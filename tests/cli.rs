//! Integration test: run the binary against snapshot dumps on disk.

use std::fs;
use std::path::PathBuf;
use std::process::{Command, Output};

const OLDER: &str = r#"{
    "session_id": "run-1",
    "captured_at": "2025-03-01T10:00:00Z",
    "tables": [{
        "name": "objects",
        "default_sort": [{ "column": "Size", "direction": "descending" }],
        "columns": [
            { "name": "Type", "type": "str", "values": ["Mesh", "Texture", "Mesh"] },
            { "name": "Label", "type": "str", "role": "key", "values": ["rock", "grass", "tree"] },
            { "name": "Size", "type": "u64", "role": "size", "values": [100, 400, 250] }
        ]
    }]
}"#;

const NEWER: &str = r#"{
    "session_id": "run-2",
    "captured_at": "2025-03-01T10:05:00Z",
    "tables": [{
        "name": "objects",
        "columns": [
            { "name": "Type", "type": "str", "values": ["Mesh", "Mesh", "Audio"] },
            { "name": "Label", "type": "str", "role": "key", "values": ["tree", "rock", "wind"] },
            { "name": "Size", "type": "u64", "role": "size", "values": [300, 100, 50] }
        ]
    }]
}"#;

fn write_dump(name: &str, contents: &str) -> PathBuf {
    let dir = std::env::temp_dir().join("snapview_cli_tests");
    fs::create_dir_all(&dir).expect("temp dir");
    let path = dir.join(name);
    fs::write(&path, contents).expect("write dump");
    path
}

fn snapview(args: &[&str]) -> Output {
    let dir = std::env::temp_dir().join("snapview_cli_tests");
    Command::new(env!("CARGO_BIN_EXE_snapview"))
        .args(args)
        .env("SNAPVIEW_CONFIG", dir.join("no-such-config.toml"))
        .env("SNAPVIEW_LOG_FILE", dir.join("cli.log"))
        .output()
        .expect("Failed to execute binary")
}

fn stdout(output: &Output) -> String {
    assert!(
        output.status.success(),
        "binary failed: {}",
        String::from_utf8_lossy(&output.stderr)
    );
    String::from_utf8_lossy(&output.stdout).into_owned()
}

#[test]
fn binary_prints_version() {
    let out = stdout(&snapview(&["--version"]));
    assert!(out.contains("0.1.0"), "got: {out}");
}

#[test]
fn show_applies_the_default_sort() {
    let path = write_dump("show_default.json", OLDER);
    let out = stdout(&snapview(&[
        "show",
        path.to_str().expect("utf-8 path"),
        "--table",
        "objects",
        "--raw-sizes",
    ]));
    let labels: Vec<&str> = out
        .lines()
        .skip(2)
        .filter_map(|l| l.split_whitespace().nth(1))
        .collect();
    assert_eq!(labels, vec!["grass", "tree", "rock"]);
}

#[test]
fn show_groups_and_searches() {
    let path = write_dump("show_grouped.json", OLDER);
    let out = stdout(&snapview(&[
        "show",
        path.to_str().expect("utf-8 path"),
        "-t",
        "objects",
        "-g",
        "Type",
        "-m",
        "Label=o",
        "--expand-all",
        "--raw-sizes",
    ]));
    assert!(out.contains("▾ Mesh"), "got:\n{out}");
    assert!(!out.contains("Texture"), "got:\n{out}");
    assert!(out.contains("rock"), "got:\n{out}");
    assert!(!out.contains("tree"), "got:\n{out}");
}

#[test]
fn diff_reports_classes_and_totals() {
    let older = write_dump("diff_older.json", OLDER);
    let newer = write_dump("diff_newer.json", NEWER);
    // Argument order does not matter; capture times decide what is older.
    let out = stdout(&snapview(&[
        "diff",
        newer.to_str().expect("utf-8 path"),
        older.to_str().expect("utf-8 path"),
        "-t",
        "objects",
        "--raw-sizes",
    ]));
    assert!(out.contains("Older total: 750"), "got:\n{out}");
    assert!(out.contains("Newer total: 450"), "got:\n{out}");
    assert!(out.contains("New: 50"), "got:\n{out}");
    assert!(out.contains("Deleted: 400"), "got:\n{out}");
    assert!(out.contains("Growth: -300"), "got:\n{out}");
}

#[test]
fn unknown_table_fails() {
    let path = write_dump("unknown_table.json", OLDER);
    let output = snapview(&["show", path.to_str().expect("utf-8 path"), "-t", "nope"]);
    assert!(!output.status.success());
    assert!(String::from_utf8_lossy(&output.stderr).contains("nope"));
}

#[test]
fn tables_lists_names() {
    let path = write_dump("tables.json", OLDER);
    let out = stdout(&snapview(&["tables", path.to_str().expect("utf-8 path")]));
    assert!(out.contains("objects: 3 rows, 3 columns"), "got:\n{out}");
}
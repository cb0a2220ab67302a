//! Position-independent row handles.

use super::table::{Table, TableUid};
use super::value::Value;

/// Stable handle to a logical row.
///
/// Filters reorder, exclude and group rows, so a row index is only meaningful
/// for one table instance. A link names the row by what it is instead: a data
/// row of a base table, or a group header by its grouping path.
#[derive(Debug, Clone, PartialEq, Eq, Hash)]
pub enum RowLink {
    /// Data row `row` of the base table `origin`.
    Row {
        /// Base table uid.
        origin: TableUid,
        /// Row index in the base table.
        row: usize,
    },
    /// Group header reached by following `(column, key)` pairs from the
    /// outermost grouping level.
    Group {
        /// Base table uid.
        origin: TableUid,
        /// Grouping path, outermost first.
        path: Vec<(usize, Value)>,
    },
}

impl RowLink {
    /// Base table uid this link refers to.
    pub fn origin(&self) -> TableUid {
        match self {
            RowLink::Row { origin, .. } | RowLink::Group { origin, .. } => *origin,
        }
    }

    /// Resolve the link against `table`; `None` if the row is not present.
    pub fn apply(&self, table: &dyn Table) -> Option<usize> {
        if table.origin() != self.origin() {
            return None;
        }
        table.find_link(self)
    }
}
+ + + + +
Taking the records above as input, show every line in which the word "stderr" is present.

        String::from_utf8_lossy(&output.stderr)
    assert!(String::from_utf8_lossy(&output.stderr).contains("nope"));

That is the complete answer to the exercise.